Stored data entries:
┄┄┄┄┄┄

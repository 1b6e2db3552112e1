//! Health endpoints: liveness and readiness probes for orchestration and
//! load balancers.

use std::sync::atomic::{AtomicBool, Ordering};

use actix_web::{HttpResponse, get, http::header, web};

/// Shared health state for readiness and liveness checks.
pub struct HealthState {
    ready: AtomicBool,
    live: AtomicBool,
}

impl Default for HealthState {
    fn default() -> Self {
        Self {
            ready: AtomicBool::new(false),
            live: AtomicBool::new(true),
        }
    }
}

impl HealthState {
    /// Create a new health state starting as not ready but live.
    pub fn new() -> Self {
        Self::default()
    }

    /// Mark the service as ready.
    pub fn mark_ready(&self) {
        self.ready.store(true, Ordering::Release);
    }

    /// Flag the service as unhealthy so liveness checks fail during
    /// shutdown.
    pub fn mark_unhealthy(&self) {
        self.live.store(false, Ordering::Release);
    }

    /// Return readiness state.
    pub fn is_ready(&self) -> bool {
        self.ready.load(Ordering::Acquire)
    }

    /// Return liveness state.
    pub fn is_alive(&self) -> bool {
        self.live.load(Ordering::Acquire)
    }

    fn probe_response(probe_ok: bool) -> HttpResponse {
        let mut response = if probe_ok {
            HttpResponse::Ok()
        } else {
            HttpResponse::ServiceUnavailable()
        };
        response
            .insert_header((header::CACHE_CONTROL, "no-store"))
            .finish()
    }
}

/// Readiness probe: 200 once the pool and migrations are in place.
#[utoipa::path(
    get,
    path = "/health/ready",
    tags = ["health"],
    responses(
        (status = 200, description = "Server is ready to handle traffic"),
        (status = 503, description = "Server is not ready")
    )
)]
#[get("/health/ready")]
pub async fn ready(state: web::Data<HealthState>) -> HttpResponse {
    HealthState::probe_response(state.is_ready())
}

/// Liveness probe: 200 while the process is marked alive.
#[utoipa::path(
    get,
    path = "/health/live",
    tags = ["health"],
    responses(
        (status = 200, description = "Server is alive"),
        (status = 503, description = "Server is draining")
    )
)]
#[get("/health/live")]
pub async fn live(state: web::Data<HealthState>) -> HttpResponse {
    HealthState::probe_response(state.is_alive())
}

┄┄┄┄┄┄

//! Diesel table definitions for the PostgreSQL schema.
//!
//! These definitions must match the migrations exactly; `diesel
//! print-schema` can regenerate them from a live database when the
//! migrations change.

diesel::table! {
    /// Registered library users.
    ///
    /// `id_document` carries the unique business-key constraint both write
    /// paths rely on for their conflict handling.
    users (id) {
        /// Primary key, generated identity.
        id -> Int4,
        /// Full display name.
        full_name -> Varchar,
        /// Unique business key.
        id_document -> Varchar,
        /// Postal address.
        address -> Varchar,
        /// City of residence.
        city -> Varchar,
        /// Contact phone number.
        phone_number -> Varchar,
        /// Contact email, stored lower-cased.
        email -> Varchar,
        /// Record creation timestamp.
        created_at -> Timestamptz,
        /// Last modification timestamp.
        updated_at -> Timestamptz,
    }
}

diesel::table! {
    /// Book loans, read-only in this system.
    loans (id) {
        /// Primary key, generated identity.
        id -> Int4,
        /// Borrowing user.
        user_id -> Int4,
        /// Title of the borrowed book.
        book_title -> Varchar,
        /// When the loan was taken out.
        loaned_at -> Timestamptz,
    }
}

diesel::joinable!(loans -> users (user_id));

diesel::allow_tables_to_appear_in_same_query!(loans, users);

┄┄┄┄┄┄

Problem to work on: Retype only the stretch of lines above starting at the one with "repository 1b6e2db3552112e1" and stopping at the one with "pub fn is_alive(&self)", exactly as written, with both kept.

Task solution:
repository 1b6e2db3552112e1
//! Health endpoints: liveness and readiness probes for orchestration and
//! load balancers.

use std::sync::atomic::{AtomicBool, Ordering};

use actix_web::{HttpResponse, get, http::header, web};

/// Shared health state for readiness and liveness checks.
pub struct HealthState {
    ready: AtomicBool,
    live: AtomicBool,
}

impl Default for HealthState {
    fn default() -> Self {
        Self {
            ready: AtomicBool::new(false),
            live: AtomicBool::new(true),
        }
    }
}

impl HealthState {
    /// Create a new health state starting as not ready but live.
    pub fn new() -> Self {
        Self::default()
    }

    /// Mark the service as ready.
    pub fn mark_ready(&self) {
        self.ready.store(true, Ordering::Release);
    }

    /// Flag the service as unhealthy so liveness checks fail during
    /// shutdown.
    pub fn mark_unhealthy(&self) {
        self.live.store(false, Ordering::Release);
    }

    /// Return readiness state.
    pub fn is_ready(&self) -> bool {
        self.ready.load(Ordering::Acquire)
    }

    /// Return liveness state.
    pub fn is_alive(&self) -> bool {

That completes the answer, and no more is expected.